§ **Work required**: Report each line of the entries that contains the word "ResolveError", copied in full.

--- START ---

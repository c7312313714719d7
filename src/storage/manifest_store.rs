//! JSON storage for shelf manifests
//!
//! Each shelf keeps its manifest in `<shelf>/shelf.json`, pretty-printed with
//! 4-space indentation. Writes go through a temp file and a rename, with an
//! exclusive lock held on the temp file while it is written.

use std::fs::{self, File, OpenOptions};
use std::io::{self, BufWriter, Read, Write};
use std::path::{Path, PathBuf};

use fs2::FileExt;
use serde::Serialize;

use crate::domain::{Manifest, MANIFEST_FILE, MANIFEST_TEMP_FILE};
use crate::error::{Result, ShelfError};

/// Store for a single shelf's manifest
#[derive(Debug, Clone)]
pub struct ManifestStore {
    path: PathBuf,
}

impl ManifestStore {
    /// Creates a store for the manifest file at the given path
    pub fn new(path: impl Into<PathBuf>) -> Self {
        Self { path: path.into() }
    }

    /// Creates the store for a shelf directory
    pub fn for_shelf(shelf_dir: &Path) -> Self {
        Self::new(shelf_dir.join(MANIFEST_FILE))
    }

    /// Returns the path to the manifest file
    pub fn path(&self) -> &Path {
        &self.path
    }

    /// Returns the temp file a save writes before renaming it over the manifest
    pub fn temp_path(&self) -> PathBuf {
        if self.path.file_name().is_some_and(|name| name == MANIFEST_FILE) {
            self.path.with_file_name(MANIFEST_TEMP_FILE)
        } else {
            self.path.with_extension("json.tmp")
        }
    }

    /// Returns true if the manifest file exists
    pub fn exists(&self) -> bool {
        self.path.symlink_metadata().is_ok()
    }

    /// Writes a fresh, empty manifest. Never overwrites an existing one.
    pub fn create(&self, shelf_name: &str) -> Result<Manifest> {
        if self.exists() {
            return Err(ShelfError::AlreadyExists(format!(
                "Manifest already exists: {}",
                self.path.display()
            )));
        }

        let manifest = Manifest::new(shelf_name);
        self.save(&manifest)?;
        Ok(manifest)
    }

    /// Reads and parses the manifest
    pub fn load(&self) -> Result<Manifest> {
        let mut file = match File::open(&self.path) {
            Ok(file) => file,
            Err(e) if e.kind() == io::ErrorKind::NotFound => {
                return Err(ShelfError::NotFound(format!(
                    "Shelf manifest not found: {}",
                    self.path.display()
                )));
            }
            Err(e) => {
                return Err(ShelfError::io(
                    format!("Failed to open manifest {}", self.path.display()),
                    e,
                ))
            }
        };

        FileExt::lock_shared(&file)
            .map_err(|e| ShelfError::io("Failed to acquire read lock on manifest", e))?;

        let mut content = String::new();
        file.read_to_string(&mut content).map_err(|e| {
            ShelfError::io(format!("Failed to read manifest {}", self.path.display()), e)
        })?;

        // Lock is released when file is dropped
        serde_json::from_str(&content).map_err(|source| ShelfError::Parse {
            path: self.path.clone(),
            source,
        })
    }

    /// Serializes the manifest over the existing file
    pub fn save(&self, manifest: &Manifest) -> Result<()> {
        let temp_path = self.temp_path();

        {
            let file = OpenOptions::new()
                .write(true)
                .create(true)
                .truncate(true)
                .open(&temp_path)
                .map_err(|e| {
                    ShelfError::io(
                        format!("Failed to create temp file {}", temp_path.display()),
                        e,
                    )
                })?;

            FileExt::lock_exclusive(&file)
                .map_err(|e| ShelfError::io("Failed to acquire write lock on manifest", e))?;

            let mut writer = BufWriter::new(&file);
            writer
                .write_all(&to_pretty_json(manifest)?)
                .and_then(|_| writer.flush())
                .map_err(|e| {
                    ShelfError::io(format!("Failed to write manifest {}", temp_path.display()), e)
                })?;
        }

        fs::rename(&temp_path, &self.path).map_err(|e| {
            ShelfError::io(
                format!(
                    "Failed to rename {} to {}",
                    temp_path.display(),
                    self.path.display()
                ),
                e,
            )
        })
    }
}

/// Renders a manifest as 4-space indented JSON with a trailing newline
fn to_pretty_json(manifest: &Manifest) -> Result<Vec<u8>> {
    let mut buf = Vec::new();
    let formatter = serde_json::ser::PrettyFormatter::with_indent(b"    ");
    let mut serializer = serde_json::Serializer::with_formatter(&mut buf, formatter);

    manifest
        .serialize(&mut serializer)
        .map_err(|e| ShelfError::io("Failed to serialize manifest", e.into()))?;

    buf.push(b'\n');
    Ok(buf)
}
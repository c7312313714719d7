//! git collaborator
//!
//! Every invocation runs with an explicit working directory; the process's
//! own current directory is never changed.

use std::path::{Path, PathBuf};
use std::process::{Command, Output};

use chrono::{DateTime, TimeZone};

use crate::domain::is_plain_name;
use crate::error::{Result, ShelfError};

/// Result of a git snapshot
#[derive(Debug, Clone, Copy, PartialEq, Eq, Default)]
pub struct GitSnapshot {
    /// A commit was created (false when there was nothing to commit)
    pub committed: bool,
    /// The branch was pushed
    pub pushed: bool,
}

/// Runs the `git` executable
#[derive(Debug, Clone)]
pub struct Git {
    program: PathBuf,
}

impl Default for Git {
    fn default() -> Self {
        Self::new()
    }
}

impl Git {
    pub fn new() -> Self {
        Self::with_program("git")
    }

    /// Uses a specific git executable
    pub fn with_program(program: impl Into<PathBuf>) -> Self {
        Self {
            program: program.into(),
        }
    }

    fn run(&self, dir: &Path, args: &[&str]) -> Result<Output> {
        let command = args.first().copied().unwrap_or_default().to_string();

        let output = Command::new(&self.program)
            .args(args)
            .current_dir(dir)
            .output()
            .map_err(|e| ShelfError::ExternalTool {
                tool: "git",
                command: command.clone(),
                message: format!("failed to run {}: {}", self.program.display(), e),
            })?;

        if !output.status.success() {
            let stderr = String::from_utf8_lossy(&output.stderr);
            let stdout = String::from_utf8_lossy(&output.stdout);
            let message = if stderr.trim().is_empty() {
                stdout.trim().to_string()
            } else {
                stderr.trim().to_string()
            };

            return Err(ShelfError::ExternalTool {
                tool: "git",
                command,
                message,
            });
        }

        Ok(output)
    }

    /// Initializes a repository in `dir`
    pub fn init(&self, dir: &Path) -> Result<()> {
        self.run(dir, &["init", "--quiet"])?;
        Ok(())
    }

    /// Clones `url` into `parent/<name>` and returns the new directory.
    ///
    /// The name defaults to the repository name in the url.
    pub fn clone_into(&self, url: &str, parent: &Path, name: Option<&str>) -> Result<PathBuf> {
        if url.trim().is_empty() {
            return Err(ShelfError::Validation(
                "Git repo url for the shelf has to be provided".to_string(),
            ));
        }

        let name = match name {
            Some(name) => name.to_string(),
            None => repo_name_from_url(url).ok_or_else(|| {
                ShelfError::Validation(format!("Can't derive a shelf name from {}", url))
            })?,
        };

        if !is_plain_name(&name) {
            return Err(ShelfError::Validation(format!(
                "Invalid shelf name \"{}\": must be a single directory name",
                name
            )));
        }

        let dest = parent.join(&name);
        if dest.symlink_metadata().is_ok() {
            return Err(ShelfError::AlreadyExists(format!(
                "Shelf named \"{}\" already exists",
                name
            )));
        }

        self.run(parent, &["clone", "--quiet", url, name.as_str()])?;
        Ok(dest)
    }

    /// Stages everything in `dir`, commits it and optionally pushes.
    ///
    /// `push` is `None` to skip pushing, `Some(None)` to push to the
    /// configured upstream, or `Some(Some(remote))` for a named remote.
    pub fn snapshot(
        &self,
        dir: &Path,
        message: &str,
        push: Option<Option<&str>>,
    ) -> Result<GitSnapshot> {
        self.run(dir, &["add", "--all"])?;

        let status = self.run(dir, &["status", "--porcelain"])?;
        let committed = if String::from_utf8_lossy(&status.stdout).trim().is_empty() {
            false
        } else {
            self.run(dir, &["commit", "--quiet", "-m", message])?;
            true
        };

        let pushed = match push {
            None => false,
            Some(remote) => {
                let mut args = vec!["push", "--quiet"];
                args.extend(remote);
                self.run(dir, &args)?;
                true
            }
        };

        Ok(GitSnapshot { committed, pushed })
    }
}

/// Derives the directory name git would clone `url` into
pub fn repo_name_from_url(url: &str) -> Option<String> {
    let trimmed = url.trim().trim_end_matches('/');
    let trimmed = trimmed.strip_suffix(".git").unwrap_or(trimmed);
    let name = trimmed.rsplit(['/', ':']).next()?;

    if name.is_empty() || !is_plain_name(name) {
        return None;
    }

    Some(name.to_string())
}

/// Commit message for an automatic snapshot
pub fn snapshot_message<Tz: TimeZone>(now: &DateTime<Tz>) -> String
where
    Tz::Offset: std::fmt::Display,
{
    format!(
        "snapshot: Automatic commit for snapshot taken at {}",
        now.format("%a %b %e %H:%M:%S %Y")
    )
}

--- END ---
--- START ---

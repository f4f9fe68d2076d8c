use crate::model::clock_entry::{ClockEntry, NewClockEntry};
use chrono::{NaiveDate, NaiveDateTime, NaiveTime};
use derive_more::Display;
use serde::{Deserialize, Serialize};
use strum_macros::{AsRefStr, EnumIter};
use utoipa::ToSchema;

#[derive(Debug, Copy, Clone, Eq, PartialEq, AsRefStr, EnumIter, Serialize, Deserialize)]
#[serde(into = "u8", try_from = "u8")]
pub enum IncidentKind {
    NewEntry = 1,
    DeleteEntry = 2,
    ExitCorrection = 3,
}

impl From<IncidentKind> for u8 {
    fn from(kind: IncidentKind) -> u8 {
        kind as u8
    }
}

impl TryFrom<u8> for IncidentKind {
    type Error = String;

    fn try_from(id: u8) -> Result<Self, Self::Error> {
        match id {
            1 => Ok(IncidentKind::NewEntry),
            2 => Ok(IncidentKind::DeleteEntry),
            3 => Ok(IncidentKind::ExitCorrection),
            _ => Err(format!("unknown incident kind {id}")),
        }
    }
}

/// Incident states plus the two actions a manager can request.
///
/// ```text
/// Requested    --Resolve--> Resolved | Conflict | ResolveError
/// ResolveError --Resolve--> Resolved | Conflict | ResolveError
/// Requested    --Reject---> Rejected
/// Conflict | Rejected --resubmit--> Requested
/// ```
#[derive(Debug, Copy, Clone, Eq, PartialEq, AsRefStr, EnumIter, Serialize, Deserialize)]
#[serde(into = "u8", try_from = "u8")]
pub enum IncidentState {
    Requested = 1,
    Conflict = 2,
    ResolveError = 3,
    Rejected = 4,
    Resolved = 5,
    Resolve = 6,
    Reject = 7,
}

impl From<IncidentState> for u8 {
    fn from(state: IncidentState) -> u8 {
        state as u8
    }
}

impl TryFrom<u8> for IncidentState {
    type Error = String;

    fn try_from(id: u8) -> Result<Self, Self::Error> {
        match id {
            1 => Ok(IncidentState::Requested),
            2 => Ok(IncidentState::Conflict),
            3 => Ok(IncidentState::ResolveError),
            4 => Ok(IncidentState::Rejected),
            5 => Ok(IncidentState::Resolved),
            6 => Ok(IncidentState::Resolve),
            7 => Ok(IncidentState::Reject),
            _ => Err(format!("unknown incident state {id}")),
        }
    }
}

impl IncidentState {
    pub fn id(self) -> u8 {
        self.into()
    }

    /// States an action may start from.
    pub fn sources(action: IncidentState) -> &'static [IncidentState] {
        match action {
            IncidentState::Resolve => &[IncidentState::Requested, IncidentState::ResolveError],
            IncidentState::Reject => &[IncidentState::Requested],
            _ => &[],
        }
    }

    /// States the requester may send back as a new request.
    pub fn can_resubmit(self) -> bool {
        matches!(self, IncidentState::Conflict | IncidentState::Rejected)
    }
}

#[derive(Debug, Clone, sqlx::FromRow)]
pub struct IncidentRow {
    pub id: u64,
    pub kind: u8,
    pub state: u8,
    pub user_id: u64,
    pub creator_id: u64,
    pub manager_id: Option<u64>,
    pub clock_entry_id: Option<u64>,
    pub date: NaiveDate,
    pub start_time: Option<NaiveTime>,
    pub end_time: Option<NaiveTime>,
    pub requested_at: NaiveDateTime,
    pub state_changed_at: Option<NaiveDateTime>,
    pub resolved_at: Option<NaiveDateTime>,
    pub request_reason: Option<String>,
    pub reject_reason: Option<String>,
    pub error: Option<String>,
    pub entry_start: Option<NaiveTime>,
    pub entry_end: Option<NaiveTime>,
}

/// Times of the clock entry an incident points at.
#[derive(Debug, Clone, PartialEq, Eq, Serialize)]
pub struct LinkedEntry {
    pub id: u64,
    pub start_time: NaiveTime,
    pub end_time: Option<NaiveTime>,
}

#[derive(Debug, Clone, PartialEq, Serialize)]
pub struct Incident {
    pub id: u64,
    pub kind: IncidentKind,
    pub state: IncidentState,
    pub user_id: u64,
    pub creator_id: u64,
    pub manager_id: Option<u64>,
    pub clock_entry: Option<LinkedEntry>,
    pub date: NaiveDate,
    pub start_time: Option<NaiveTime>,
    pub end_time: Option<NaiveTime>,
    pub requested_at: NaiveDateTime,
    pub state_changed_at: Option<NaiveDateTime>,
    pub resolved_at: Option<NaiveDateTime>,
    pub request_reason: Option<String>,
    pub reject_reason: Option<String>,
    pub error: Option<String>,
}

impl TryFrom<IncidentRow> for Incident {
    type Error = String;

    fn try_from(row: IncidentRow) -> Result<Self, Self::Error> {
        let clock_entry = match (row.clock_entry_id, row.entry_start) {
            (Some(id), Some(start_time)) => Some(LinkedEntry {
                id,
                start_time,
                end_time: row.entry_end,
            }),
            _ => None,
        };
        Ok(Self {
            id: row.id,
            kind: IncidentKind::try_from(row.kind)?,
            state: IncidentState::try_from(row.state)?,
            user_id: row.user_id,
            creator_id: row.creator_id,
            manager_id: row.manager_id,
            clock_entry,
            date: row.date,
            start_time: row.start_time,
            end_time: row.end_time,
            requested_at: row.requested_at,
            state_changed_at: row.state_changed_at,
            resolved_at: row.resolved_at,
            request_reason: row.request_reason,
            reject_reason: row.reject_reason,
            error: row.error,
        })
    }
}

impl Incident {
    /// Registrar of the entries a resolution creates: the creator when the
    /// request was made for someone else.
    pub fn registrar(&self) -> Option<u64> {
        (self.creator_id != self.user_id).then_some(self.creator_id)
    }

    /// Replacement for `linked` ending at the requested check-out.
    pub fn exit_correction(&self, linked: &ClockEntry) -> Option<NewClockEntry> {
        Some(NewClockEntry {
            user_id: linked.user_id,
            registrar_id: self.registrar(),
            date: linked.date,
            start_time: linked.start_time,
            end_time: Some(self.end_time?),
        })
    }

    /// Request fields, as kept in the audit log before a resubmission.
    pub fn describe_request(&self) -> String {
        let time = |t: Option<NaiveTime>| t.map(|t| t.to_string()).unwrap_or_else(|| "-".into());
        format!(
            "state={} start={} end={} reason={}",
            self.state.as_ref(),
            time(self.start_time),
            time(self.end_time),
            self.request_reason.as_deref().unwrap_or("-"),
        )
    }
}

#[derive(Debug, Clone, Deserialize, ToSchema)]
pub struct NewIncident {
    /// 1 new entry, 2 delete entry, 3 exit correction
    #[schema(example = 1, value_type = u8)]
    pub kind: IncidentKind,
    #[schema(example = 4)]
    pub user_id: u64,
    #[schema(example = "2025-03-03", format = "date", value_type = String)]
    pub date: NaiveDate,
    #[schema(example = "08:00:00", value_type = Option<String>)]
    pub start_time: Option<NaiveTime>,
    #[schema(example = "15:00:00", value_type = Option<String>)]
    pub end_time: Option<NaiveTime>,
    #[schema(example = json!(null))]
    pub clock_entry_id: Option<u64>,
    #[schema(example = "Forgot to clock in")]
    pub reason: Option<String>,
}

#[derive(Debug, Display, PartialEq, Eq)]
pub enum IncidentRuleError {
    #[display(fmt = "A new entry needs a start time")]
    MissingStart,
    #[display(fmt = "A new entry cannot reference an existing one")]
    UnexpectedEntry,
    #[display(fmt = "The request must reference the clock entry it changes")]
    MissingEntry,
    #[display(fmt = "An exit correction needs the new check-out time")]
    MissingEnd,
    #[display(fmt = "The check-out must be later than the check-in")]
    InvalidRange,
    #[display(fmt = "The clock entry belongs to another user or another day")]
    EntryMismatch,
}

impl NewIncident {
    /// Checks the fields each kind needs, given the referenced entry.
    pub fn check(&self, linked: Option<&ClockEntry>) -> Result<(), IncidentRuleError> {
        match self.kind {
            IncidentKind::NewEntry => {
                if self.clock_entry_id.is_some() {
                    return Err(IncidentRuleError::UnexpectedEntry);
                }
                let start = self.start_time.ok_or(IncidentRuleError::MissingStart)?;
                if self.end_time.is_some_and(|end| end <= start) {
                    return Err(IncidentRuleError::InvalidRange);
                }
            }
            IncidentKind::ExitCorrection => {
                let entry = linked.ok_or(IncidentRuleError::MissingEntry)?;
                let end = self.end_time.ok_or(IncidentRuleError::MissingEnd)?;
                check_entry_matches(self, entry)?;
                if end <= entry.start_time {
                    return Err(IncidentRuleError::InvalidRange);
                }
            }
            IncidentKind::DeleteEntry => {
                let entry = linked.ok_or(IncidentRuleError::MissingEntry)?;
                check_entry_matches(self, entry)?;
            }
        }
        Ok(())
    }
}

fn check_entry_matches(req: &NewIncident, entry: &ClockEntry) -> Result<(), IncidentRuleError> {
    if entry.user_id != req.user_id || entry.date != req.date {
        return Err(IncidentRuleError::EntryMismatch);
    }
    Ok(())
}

--- END ---

§ **Output of the task**:
/// Requested    --Resolve--> Resolved | Conflict | ResolveError
/// ResolveError --Resolve--> Resolved | Conflict | ResolveError
    ResolveError = 3,
            3 => Ok(IncidentState::ResolveError),
            IncidentState::Resolve => &[IncidentState::Requested, IncidentState::ResolveError],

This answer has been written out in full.